### BRIEF
The output must be the data, printed exactly as written.

- - - - - - -

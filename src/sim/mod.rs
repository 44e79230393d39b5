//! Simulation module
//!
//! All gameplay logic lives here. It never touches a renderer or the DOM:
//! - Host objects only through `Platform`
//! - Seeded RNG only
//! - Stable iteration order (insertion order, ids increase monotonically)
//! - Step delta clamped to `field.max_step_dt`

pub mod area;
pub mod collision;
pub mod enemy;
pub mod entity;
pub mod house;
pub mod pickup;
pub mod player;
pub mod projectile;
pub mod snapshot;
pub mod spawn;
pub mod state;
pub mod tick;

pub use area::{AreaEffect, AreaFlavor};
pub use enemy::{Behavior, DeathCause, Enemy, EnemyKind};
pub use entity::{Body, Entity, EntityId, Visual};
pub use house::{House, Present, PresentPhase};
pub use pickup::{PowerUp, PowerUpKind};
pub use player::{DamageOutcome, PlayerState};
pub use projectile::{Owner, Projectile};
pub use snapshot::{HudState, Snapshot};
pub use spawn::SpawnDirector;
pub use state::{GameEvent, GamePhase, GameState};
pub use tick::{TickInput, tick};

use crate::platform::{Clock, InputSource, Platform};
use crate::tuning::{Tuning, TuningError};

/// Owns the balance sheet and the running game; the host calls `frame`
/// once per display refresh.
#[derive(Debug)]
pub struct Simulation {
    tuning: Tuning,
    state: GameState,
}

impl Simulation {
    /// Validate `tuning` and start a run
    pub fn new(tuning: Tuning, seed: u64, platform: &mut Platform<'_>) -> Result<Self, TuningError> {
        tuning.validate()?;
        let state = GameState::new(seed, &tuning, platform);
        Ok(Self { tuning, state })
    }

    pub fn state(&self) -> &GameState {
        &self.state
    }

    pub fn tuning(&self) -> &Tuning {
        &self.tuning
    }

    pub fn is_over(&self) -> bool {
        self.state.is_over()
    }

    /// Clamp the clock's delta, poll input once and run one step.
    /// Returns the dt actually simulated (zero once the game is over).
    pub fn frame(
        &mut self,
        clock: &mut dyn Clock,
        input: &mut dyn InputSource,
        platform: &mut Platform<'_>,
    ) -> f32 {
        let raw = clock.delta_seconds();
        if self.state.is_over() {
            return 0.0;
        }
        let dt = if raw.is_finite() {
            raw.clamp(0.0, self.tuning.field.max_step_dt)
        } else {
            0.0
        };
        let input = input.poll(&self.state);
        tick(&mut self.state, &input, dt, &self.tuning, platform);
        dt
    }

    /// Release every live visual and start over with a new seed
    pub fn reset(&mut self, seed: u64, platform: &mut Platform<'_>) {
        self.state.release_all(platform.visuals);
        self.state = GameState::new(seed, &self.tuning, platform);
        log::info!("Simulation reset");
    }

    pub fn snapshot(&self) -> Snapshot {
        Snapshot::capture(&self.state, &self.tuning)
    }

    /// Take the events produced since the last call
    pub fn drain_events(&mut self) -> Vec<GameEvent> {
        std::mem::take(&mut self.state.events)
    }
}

- - - - - - -

### ANSWER BOX
filename src/sim/mod.rs
repository 44e79230393d39b5
//! Simulation module
//!
//! All gameplay logic lives here. It never touches a renderer or the DOM:
//! - Host objects only through `Platform`
//! - Seeded RNG only
//! - Stable iteration order (insertion order, ids increase monotonically)
//! - Step delta clamped to `field.max_step_dt`

pub mod area;
pub mod collision;
pub mod enemy;
pub mod entity;
pub mod house;
pub mod pickup;
pub mod player;
pub mod projectile;
pub mod snapshot;
pub mod spawn;
pub mod state;
pub mod tick;

pub use area::{AreaEffect, AreaFlavor};
pub use enemy::{Behavior, DeathCause, Enemy, EnemyKind};
pub use entity::{Body, Entity, EntityId, Visual};
pub use house::{House, Present, PresentPhase};
pub use pickup::{PowerUp, PowerUpKind};
pub use player::{DamageOutcome, PlayerState};
pub use projectile::{Owner, Projectile};
pub use snapshot::{HudState, Snapshot};
pub use spawn::SpawnDirector;
pub use state::{GameEvent, GamePhase, GameState};
pub use tick::{TickInput, tick};

use crate::platform::{Clock, InputSource, Platform};
use crate::tuning::{Tuning, TuningError};

/// Owns the balance sheet and the running game; the host calls `frame`
/// once per display refresh.
#[derive(Debug)]
pub struct Simulation {
    tuning: Tuning,
    state: GameState,
}

impl Simulation {
    /// Validate `tuning` and start a run
    pub fn new(tuning: Tuning, seed: u64, platform: &mut Platform<'_>) -> Result<Self, TuningError> {
        tuning.validate()?;
        let state = GameState::new(seed, &tuning, platform);
        Ok(Self { tuning, state })
    }

    pub fn state(&self) -> &GameState {
        &self.state
    }

    pub fn tuning(&self) -> &Tuning {
        &self.tuning
    }

    pub fn is_over(&self) -> bool {
        self.state.is_over()
    }

    /// Clamp the clock's delta, poll input once and run one step.
    /// Returns the dt actually simulated (zero once the game is over).
    pub fn frame(
        &mut self,
        clock: &mut dyn Clock,
        input: &mut dyn InputSource,
        platform: &mut Platform<'_>,
    ) -> f32 {
        let raw = clock.delta_seconds();
        if self.state.is_over() {
            return 0.0;
        }
        let dt = if raw.is_finite() {
            raw.clamp(0.0, self.tuning.field.max_step_dt)
        } else {
            0.0
        };
        let input = input.poll(&self.state);
        tick(&mut self.state, &input, dt, &self.tuning, platform);
        dt
    }

    /// Release every live visual and start over with a new seed
    pub fn reset(&mut self, seed: u64, platform: &mut Platform<'_>) {
        self.state.release_all(platform.visuals);
        self.state = GameState::new(seed, &self.tuning, platform);
        log::info!("Simulation reset");
    }

    pub fn snapshot(&self) -> Snapshot {
        Snapshot::capture(&self.state, &self.tuning)
    }

    /// Take the events produced since the last call
    pub fn drain_events(&mut self) -> Vec<GameEvent> {
        std::mem::take(&mut self.state.events)
    }
}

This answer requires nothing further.